Task statement. Going line by line through the entries, count those containing "crate" and state only the result.

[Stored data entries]
+ + + +
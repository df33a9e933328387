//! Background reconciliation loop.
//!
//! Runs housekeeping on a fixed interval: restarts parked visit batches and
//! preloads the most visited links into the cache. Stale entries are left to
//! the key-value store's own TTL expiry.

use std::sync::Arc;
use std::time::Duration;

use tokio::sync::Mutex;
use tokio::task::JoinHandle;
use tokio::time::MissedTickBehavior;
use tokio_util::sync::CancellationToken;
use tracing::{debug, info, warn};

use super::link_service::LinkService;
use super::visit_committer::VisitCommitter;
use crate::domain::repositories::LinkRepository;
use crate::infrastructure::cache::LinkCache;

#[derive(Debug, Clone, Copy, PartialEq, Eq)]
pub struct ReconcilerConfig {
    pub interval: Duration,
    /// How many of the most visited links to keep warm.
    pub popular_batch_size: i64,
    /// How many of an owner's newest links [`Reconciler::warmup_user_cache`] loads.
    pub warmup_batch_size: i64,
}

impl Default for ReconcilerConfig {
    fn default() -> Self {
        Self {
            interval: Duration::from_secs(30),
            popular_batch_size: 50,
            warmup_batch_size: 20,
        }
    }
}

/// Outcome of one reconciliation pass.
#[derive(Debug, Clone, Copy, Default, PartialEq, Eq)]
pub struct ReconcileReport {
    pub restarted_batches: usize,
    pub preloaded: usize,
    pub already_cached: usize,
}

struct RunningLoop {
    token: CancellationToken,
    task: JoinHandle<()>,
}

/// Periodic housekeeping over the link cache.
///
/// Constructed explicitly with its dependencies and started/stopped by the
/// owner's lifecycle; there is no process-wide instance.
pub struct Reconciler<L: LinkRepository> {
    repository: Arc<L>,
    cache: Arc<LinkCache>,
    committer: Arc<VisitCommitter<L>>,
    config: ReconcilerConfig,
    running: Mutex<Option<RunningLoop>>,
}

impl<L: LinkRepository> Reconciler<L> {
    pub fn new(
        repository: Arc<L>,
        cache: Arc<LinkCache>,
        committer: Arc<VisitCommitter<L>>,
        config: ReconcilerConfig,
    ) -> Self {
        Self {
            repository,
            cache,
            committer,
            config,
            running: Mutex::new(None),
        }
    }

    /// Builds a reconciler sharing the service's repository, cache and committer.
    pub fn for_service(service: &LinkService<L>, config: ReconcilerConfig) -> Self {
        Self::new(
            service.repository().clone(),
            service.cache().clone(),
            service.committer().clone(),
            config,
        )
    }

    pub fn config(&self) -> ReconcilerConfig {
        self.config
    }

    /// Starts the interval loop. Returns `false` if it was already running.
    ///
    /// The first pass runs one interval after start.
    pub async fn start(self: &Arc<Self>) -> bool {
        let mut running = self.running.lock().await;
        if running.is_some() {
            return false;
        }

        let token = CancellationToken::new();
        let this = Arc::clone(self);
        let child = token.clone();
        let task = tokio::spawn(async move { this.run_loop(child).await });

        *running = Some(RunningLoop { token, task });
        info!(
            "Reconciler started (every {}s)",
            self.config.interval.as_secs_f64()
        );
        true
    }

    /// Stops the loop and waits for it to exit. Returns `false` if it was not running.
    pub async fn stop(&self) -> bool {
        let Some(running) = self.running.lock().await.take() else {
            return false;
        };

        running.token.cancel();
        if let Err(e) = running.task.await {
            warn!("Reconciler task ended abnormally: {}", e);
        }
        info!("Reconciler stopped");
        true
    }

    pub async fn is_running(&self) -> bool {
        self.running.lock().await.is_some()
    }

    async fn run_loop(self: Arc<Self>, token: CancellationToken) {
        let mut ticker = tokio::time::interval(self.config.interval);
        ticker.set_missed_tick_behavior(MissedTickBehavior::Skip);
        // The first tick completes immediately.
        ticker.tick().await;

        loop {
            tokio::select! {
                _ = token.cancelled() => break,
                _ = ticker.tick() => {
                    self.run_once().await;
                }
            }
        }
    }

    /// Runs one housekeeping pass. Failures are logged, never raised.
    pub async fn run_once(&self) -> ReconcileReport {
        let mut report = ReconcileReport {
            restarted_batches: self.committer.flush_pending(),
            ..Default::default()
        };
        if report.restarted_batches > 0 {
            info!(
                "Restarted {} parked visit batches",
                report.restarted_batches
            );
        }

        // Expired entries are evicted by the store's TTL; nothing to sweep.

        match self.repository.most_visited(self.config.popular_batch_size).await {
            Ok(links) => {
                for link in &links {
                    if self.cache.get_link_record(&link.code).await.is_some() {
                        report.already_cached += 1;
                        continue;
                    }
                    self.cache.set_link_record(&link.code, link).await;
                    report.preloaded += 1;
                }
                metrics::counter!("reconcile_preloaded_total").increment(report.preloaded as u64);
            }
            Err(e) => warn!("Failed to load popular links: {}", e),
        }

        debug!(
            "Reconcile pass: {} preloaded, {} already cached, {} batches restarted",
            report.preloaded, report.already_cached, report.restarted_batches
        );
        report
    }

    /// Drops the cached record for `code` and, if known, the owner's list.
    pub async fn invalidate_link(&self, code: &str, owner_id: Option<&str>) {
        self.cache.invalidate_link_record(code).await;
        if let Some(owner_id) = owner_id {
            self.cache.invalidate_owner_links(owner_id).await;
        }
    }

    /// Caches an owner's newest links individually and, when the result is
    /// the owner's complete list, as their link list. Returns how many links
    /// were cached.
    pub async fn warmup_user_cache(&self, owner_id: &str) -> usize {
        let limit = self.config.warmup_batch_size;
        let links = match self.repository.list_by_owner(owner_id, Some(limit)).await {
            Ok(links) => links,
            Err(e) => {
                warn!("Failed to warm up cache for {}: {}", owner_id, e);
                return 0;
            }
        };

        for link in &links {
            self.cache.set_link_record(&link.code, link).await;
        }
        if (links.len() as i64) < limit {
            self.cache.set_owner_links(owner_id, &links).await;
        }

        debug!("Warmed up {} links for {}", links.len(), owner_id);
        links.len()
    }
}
+ + + +
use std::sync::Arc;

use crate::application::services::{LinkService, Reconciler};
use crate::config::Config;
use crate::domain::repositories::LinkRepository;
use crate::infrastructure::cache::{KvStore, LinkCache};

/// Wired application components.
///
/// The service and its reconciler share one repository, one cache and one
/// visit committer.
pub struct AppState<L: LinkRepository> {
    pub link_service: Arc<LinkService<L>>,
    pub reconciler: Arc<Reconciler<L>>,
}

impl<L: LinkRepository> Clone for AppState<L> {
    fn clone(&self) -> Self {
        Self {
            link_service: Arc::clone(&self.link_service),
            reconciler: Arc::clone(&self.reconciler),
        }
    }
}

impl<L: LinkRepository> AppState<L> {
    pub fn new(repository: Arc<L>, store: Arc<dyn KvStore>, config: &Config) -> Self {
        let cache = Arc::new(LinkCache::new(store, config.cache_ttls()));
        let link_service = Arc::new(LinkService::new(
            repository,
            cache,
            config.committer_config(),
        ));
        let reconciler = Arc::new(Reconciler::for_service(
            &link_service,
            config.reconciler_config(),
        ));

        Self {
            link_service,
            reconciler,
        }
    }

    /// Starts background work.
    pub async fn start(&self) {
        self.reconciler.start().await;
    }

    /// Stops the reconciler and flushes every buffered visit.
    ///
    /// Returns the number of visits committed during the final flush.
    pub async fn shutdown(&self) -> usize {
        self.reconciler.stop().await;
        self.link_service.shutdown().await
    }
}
+ + + +
Written answer. 6